_PROBLEM:_ Beneath this line is the data. Output exactly the lines from the line with "impl From<String> for AssetIdentifier" to the line with "CDN path suffix", both ends included, and nothing more.

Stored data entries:
↓
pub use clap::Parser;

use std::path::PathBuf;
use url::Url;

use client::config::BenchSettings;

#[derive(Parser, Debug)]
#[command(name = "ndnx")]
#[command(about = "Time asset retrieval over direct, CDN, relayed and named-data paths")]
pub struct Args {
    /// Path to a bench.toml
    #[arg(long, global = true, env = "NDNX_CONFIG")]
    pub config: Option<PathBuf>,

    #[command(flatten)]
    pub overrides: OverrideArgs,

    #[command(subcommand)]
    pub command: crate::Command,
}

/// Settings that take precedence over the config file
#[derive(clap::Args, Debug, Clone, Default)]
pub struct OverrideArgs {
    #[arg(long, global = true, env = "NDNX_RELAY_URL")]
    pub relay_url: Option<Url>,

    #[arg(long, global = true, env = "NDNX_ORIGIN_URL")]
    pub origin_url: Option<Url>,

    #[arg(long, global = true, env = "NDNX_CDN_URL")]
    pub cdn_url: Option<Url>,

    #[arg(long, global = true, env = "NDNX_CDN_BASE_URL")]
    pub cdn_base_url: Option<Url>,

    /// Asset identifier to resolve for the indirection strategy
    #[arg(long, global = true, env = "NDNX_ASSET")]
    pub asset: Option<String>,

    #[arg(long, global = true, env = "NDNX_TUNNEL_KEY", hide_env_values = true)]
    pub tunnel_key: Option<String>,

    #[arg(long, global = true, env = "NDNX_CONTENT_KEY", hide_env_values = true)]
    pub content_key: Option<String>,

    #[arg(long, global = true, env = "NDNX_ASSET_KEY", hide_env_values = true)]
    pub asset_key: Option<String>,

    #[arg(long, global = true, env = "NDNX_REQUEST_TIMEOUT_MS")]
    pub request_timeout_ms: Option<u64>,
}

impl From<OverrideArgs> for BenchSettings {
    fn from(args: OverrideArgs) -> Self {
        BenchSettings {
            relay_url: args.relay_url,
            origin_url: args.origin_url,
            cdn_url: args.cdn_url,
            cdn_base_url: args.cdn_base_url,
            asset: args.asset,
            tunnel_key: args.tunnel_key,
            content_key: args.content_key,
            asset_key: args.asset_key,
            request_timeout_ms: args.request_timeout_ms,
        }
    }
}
↑
↓
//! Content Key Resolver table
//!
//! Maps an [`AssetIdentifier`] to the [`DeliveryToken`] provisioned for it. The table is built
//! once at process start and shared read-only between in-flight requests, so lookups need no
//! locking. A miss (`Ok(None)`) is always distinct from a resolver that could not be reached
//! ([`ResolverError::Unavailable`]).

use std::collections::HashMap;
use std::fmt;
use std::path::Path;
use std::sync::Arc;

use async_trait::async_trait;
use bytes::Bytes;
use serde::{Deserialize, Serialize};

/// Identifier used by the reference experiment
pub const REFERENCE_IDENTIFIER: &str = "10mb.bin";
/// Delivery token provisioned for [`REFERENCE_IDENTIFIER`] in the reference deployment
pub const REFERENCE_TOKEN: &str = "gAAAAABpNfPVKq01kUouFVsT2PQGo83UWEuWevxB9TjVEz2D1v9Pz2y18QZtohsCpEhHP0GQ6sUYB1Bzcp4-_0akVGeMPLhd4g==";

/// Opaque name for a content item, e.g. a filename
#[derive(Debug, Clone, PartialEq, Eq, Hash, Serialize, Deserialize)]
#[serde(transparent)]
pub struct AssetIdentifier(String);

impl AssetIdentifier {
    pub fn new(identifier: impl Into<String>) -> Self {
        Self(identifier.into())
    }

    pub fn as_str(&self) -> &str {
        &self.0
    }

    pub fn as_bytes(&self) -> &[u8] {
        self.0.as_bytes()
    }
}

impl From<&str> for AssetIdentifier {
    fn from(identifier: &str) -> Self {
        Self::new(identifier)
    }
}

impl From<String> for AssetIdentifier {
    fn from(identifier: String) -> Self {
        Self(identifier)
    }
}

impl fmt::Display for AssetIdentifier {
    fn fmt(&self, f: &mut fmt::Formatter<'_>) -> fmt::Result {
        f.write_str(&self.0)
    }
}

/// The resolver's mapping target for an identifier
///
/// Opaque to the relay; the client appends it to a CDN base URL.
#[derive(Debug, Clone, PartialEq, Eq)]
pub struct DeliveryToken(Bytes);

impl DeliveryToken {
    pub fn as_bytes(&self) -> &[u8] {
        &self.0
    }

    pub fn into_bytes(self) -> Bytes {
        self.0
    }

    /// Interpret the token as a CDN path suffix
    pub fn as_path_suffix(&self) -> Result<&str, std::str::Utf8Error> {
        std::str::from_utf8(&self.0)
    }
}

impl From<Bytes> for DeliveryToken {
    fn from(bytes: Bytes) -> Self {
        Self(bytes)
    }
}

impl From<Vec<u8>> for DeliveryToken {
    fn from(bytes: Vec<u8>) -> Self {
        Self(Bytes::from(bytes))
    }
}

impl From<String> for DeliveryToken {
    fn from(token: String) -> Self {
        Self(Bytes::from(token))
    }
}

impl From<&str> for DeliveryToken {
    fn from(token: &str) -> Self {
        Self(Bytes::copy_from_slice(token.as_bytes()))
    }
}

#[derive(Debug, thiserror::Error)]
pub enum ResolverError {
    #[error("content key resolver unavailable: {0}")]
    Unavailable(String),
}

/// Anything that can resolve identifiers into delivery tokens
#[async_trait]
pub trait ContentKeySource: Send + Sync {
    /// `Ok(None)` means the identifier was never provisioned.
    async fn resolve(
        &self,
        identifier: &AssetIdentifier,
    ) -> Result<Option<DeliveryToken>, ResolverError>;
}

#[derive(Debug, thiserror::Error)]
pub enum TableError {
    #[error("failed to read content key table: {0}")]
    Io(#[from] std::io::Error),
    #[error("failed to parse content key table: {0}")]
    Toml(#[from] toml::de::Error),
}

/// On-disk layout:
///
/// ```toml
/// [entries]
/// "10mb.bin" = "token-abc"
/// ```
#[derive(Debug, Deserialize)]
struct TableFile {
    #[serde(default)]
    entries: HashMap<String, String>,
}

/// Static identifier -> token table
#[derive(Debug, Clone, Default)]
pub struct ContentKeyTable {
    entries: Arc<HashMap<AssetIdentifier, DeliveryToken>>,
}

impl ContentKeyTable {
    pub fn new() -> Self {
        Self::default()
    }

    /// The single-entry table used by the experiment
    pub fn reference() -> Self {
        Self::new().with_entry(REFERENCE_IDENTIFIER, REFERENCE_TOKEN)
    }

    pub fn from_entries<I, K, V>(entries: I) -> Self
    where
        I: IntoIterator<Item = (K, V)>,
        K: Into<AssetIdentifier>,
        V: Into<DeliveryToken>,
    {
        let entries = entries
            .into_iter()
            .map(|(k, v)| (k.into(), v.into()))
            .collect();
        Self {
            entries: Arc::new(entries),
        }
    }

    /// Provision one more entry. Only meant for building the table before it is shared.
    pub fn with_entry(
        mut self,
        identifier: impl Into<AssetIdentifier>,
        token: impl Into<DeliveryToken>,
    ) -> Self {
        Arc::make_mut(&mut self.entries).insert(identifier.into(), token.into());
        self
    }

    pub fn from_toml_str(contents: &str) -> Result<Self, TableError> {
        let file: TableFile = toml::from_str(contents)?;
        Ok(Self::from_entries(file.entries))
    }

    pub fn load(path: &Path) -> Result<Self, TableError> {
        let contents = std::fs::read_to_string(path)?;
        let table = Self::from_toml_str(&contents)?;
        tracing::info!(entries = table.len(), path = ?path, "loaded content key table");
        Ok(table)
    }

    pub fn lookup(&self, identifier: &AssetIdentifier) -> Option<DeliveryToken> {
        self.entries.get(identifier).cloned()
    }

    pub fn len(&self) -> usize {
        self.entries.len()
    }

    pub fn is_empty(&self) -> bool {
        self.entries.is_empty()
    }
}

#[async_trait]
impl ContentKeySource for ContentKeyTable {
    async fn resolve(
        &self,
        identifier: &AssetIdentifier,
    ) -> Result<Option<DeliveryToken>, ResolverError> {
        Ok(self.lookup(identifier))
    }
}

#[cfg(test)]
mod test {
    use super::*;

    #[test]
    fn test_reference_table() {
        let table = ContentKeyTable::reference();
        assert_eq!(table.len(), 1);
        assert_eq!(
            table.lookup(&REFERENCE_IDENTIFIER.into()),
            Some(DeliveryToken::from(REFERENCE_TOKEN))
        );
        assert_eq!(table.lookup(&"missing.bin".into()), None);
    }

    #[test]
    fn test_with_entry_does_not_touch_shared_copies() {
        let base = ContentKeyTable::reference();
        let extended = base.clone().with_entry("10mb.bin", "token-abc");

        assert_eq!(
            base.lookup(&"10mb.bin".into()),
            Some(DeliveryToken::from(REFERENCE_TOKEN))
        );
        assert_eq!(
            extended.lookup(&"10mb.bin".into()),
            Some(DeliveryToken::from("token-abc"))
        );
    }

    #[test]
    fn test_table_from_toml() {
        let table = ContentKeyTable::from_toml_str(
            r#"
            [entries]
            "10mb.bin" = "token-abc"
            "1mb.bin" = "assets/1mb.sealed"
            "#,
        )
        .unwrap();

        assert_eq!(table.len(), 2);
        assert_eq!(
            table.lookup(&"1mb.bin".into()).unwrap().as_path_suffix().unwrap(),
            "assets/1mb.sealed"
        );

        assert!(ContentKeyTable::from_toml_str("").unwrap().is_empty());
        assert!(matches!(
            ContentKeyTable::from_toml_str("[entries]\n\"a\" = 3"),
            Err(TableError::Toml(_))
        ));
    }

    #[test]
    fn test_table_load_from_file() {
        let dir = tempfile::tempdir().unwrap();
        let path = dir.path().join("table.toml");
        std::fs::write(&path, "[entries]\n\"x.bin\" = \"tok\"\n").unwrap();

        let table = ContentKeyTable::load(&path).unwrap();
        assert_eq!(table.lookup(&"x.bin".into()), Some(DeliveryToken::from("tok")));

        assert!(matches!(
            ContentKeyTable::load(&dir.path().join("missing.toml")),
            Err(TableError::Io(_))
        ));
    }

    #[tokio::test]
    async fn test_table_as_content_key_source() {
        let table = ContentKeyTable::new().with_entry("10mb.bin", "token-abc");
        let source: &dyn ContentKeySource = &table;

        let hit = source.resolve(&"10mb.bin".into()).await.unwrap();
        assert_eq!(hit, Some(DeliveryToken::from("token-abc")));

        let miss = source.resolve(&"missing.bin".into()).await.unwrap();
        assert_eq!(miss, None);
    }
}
↑
_SOLUTION TO THIS EXERCISE:_
impl From<String> for AssetIdentifier {
    fn from(identifier: String) -> Self {
        Self(identifier)
    }
}

impl fmt::Display for AssetIdentifier {
    fn fmt(&self, f: &mut fmt::Formatter<'_>) -> fmt::Result {
        f.write_str(&self.0)
    }
}

/// The resolver's mapping target for an identifier
///
/// Opaque to the relay; the client appends it to a CDN base URL.
#[derive(Debug, Clone, PartialEq, Eq)]
pub struct DeliveryToken(Bytes);

impl DeliveryToken {
    pub fn as_bytes(&self) -> &[u8] {
        &self.0
    }

    pub fn into_bytes(self) -> Bytes {
        self.0
    }

    /// Interpret the token as a CDN path suffix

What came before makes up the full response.